Paper DV03 Using Sankey to Analyze Drug Pipeline Tanmay Khole, Bristol-Myers Squibb, Berkeley Heights NJ, USA

ABSTRACT

Sankey are a specific type of flow diagram, in which the width of the arrows is shown proportionally to the flow quantity. Sankey diagrams put a visual emphasis on the major transfers or flows within a system. They are helpful in locating dominant contributions to an overall flow. This paper will focus on drug pipeline of a sponsor and leverage data from clinicaltrials.gov to analyze number of clinical trials a sponsor has with respect to conditions, interventions, and phases. This will be visualized with the use of Sankey diagram and display the weightage a sponsor has given to a drug or a condition based on the phases of clinical trials. A drug pipeline gives us an idea about the future of a company and this paper will give a deep dive on some of the aspects by use of sankey diagram.

INTRODUCTION

This paper analyzes data from clinicaltrials.gov for selected few clinical trial sponsors and uses that info to create sankey diagram. A sankey diagram is a used to depict a flow from one set of values to another. The things being connected are called nodes and the connections are called links. Sankeys are best used when you want to show a many-to-many mapping between two domains or multiple paths through a set of stages and data from clinicaltrials.gov is an excellent example to analyze a sponsor’s drug pipeline to see which clinical condition or interventions are focused by sponsor with respect to stages of clinical trials. Techniques such as data mapping, data analysis and are used to create the sankey diagrams displayed in this paper. Phase I clinical trials are excluded from data analysis and data visualization for ease of understanding the flow of clinical trials which are in Phase 2-4. Data is obtained in csv file format from clinicaltrials.gov using advanced search option and searching only for sponsor section. Analysis is performed on trials with status: "Active, not recruiting", "Available", "Enrolling by invitation, "Not yet recruiting", or "Recruiting".

- 1 -

SANKEY DIAGRAM FOR CLINICALTRIALS.GOV DATA

Data obtained from clinicaltrials.gov in csv format is one record per trial, see figure 1. In order to use it for Sankey diagram, it needs to be processed as per below steps:

• Data Mapping

• Data Analysis

• Data Visualization

Figure 1: Data obtained from clinicaltrials.gov and imported into SAS® dataset.

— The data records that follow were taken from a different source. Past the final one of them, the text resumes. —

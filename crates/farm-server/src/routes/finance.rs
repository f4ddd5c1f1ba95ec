//! `/api/financial-records`

use axum::Router;
use axum::extract::State;
use axum::routing::get;
use serde::Serialize;

use farm_core::finance::FinancialRecord;
use farm_report::finance::{FinanceSummary, finance_summary};
use farm_storage::records::finance::next_reference_number;

use crate::envelope::{ApiQuery, ApiResponse};
use crate::error::ApiResult;
use crate::query::RangeParams;
use crate::routes::records::resource;
use crate::state::AppState;

const BASE: &str = "/api/financial-records";

#[derive(Debug, Serialize)]
#[serde(rename_all = "camelCase")]
pub struct NextReferenceNumber {
    pub reference_number: String,
}

async fn next_reference(
    State(state): State<AppState>,
) -> ApiResult<ApiResponse<NextReferenceNumber>> {
    let reference_number = state
        .blocking(|s| Ok(next_reference_number(s.store(), &s.config.numbering)?))
        .await?;
    Ok(ApiResponse::ok(NextReferenceNumber { reference_number }))
}

async fn summary(
    State(state): State<AppState>,
    ApiQuery(params): ApiQuery<RangeParams>,
) -> ApiResult<ApiResponse<FinanceSummary>> {
    let summary = state
        .blocking(move |s| Ok(finance_summary(s.store(), params.range())?))
        .await?;
    Ok(ApiResponse::ok(summary))
}

pub fn routes() -> Router<AppState> {
    resource::<FinancialRecord>(BASE)
        .route(&format!("{BASE}/next-reference-number"), get(next_reference))
        .route(&format!("{BASE}/summary"), get(summary))
}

Sponsors listed in 1 are considered in this paper for data analysis and to create sankey diagrams for the on-going clinical trials of each sponsor. Clinical trials with status: "Active, not recruiting", "Available", "Enrolling by invitation, "Not yet recruiting", or "Recruiting" are considered as on-going. Only those clinical trials are selected where sponsor is the lead sponsor of that clinical trial.

Sponsor Distinct On-going Data Extraction Date Clinical Trials Count

Sponsor 1 Bristol-Myers Squibb 250 22NOV2019

Sponsor 2 Janssen 126

Sponsor 3 Merck & Co. 173 22JAN2020 Sponsor 4 Amgen 56

Sponsor 5 Bayer 56

Table 1: List of Sponsors

- 2-

DATA MAPPING

Data mapping is an essential component in order to connect links and nodes in sankey diagrams. Clinical trials data obtained from clinicaltrials.gov contains multiple names for same conditions (e.g.: “NSCLC”, “Non-Small Cell Lung Cancer”, or “Carcinoma, Non-Small-Cell Lung”), figure 2, and multiple names for same drug/biologic compounds (e.g.: "Nivolumab", "Opdivo", "BMS- 936558", "ONO-4538“), figure 3. Hence it is important to identify each condition and intervention into correct category. As there are numerous conditions, they are mapped into high-level categories like Solid Tumors, Cardiovascular, Leukemia & Lymphoma, etc. See figure 4 for example of mapping different conditions to high-level category.

Figure 2: Mapping different names of same condition into single category.

Figure 3: Mapping different names of same compound/intervention into single category.

Figure 4: Mapping different conditions to high-level category.

- 3-

Below mapping rules are applied before data analysis step. The mapping rules are designed to identify the focus of the sponsor regards to clinical conditions/interventions.

• Clinical trials with multiple phases are mapped toward the higher phase

• Clinical trials with multiple clinical conditions are mapped towards each condition

• Clinical trials with multiple interventions are mapped towards each intervention of the respective sponsor

Example 1: Clinical trial NCT03331198, title “Study Evaluating Safety and Efficacy of JCAR017 in Subjects With Relapsed or Refractory Chronic Lymphocytic Leukemia (CLL) or Small Lymphocytic Lymphoma (SLL)”, has trial design for phase 1 and phase 2. As per the mapping rules, it will be mapped for Phase 2 only. This trial also has multiple clinical conditions listed such as Chronic Lymphocytic Leukemia, Small Lymphocytic Lymphoma, and will be mapped to each clinical condition as per the mapping rules.

Example 2: Clinical trial NCT04088500, title “A Study of Combination Nivolumab and Ipilimumab Retreatment in Patients With Advanced Renal Cell Carcinoma” has multiple interventions: Nivolumab and Ipilimumab. As per the mapping rules, this trial will be mapped to each intervention listed.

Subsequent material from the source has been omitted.